TASK BRIEF
Give the data again exactly, from its opening line through the line in which "impl RenameTarget for" appears.

★ ★ ★ ★ ★ ★ ★

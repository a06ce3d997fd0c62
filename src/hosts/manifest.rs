//! Manifest items
//!
//! A manifest is a YAML list of named items with a kind and an optional
//! context value, for renaming things that do not live on disk:
//!
//! ```yaml
//! items:
//!   - name: sh010_comp_v1
//!     kind: segment
//!     context: sh010
//!   - name: dissolve
//!     kind: transition
//! ```

use std::fs;
use std::path::Path;

use serde::{Deserialize, Serialize};

use crate::errors::{Result, mutation_error, persistence_error};
use crate::item::{ItemKind, RenameTarget};

/// One item in a manifest
#[derive(Serialize, Deserialize, Debug, Clone, PartialEq, Eq)]
pub struct ManifestItem {
    pub name: String,
    pub kind: ItemKind,
    /// Colour space or shot name, depending on where the item lives
    #[serde(default, skip_serializing_if = "Option::is_none")]
    pub context: Option<String>,
    /// Locked items refuse to be renamed
    #[serde(default, skip_serializing_if = "is_false")]
    pub locked: bool,
}

fn is_false(value: &bool) -> bool {
    !value
}

impl ManifestItem {
    pub fn new(name: &str, kind: ItemKind) -> Self {
        ManifestItem {
            name: name.to_string(),
            kind,
            context: None,
            locked: false,
        }
    }

    pub fn with_context(mut self, context: &str) -> Self {
        self.context = Some(context.to_string());
        self
    }

    pub fn locked(mut self) -> Self {
        self.locked = true;
        self
    }
}

impl RenameTarget for ManifestItem {
    fn name(&self) -> String {
        self.name.clone()
    }

    fn set_name(&mut self, name: &str) -> Result<()> {
        if self.locked {
            return Err(mutation_error(&self.name, "item is locked"));
        }
        self.name = name.to_string();
        Ok(())
    }

    fn kind(&self) -> ItemKind {
        self.kind
    }

    fn context_value(&self) -> Result<Option<String>> {
        Ok(self.context.clone())
    }
}

/// A YAML document listing items
#[derive(Serialize, Deserialize, Debug, Clone, Default, PartialEq, Eq)]
pub struct Manifest {
    #[serde(default)]
    pub items: Vec<ManifestItem>,
}

impl Manifest {
    /// Reads a manifest file
    ///
    /// # Errors
    /// Returns a persistence error if the file cannot be read or parsed.
    pub fn load(path: &Path) -> Result<Self> {
        let content = fs::read_to_string(path)
            .map_err(|e| persistence_error(e, path.to_path_buf(), "read"))?;
        serde_yaml::from_str(&content).map_err(|e| persistence_error(e, path.to_path_buf(), "parse"))
    }

    /// Writes the manifest back
    ///
    /// # Errors
    /// Returns a persistence error if the file cannot be written.
    pub fn save(&self, path: &Path) -> Result<()> {
        let yaml = serde_yaml::to_string(self)
            .map_err(|e| persistence_error(e, path.to_path_buf(), "serialize manifest for"))?;
        fs::write(path, yaml).map_err(|e| persistence_error(e, path.to_path_buf(), "write"))
    }

    pub fn kinds(&self) -> Vec<ItemKind> {
        self.items.iter().map(|item| item.kind).collect()
    }
}
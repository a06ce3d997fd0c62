//! Preset module
//!
//! This module contains the persisted (find, replace) presets and the store
//! that loads, edits and saves them.

mod model;
mod store;

pub use model::{Preset, PresetDocument, ScriptName, ScriptVersion, Settings};
pub use store::PresetStore;
use std::fs;
use tempfile::tempdir;

use namesmith::config::{AppConfig, load_config, read_or_default};
use namesmith::pattern::WildcardMode;

// Helper function to create a test configuration file and parse it
fn parse_test_config(config_content: &str) -> anyhow::Result<AppConfig> {
    let temp_dir = tempdir()?;
    let config_path = temp_dir.path().join("test_config.yaml");

    fs::write(&config_path, config_content)?;

    load_config(config_path)
}

#[test]
fn test_valid_configuration() {
    let valid_config = r#"
presets_file: "/tmp/presets.yaml"
wildcard_mode: any_sequence
project: feature
user: kieran
"#;

    let config = parse_test_config(valid_config).expect("configuration should be valid");

    assert_eq!(config.wildcard_mode, WildcardMode::AnySequence);
    assert_eq!(config.project.as_deref(), Some("feature"));
}

#[test]
fn test_empty_configuration_is_default() {
    let config = parse_test_config("   \n").unwrap();

    assert_eq!(config, AppConfig::default());
    assert_eq!(config.wildcard_mode, WildcardMode::Legacy);
}

#[test]
fn test_unknown_field_is_rejected() {
    let result = parse_test_config("wildcards: legacy\n");

    assert!(result.is_err(), "Unknown fields should fail to parse");
}

#[test]
fn test_unknown_wildcard_mode_is_rejected() {
    let result = parse_test_config("wildcard_mode: greedy\n");

    assert!(result.is_err());
}

#[test]
fn test_blank_project_is_rejected() {
    let result = parse_test_config("project: \"\"\n");

    let error = result.unwrap_err().to_string();
    assert!(error.contains("project"), "Error should name the field: {error}");
}

#[test]
fn test_missing_explicit_file_is_an_error() {
    let temp_dir = tempdir().unwrap();

    let result = read_or_default(Some(temp_dir.path().join("absent.yaml")));

    assert!(result.is_err());
}

#[test]
fn test_presets_path_uses_configured_file() {
    let temp_dir = tempdir().unwrap();
    let presets = temp_dir.path().join("mine.yaml");
    let config = AppConfig {
        presets_file: Some(presets.to_string_lossy().to_string()),
        ..AppConfig::default()
    };

    assert_eq!(config.presets_path().unwrap(), presets);
}
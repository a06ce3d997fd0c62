use std::process::ExitCode;

use log::{error, info};

use namesmith::cli::{
    get_action, get_assume_yes, get_log_file, get_matches, get_run_options, get_verbosity,
};
use namesmith::logging::init_logger;
use namesmith::session::{FixedPrompter, Prompter, StdinPrompter};
use namesmith::workflow::execute;

fn main() -> ExitCode {
    human_panic::setup_panic!();

    let matches = get_matches();
    let verbosity = get_verbosity(&matches);
    let log_file = match get_log_file(&matches) {
        Ok(log_file) => log_file,
        Err(e) => {
            eprintln!("{e}");
            return ExitCode::FAILURE;
        }
    };
    if let Err(e) = init_logger(verbosity, &log_file) {
        eprintln!("Failed to initialise logging: {e}");
        return ExitCode::FAILURE;
    }

    let action = get_action(&matches);
    let options = get_run_options(&matches);
    let mut prompter: Box<dyn Prompter> = if get_assume_yes(&matches) {
        Box::new(FixedPrompter::new(None, true))
    } else {
        Box::new(StdinPrompter)
    };

    match execute(&action, options, prompter.as_mut()) {
        Ok(context) => {
            let stats = &context.stats;
            if stats.items_renamed > 0 || stats.errors > 0 {
                info!(
                    "Renamed {}, skipped {}, failed {}",
                    stats.items_renamed, stats.items_skipped, stats.errors
                );
            }
            if stats.errors > 0 {
                ExitCode::FAILURE
            } else {
                ExitCode::SUCCESS
            }
        }
        Err(e) => {
            error!("{e:#}");
            ExitCode::FAILURE
        }
    }
}
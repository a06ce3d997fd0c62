//! Selection of items
//!
//! This module contains the ordered collection of items targeted by one run.

use log::debug;

use super::model::{ItemKind, RenameTarget};

/// Ordered collection of borrowed items
///
/// Order is significant: contextual tokens and proposed names are matched
/// to items by position.
pub struct Selection<'a> {
    items: Vec<&'a mut dyn RenameTarget>,
}

impl<'a> Selection<'a> {
    /// Creates a selection from the host's items, keeping their order
    pub fn new(items: Vec<&'a mut dyn RenameTarget>) -> Self {
        Selection { items }
    }

    /// Removes every item of the excluded kind
    ///
    /// The relative order of the remaining items is preserved. An empty
    /// result is valid and simply means there is nothing to rename.
    pub fn filter_kind(&mut self, excluded: ItemKind) {
        let before = self.items.len();
        self.items.retain(|item| item.kind() != excluded);
        debug!(
            "Removed {} {} item(s) from the selection",
            before - self.items.len(),
            excluded
        );
    }

    /// Current names in selection order
    pub fn names(&self) -> Vec<String> {
        self.items.iter().map(|item| item.name()).collect()
    }

    /// Kinds in selection order
    pub fn kinds(&self) -> Vec<ItemKind> {
        self.items.iter().map(|item| item.kind()).collect()
    }

    pub fn items(&self) -> impl Iterator<Item = &dyn RenameTarget> {
        self.items.iter().map(|item| &**item)
    }

    pub fn items_mut(&mut self) -> impl Iterator<Item = &mut (dyn RenameTarget + 'a)> {
        self.items.iter_mut().map(|item| &mut **item)
    }

    pub fn len(&self) -> usize {
        self.items.len()
    }

    pub fn is_empty(&self) -> bool {
        self.items.is_empty()
    }
}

★ ★ ★ ★ ★ ★ ★

RESPONSE TO THE TASK
repository a06ce3d997fd0c62
filename src/hosts/manifest.rs
//! Manifest items
//!
//! A manifest is a YAML list of named items with a kind and an optional
//! context value, for renaming things that do not live on disk:
//!
//! ```yaml
//! items:
//!   - name: sh010_comp_v1
//!     kind: segment
//!     context: sh010
//!   - name: dissolve
//!     kind: transition
//! ```

use std::fs;
use std::path::Path;

use serde::{Deserialize, Serialize};

use crate::errors::{Result, mutation_error, persistence_error};
use crate::item::{ItemKind, RenameTarget};

/// One item in a manifest
#[derive(Serialize, Deserialize, Debug, Clone, PartialEq, Eq)]
pub struct ManifestItem {
    pub name: String,
    pub kind: ItemKind,
    /// Colour space or shot name, depending on where the item lives
    #[serde(default, skip_serializing_if = "Option::is_none")]
    pub context: Option<String>,
    /// Locked items refuse to be renamed
    #[serde(default, skip_serializing_if = "is_false")]
    pub locked: bool,
}

fn is_false(value: &bool) -> bool {
    !value
}

impl ManifestItem {
    pub fn new(name: &str, kind: ItemKind) -> Self {
        ManifestItem {
            name: name.to_string(),
            kind,
            context: None,
            locked: false,
        }
    }

    pub fn with_context(mut self, context: &str) -> Self {
        self.context = Some(context.to_string());
        self
    }

    pub fn locked(mut self) -> Self {
        self.locked = true;
        self
    }
}

impl RenameTarget for ManifestItem {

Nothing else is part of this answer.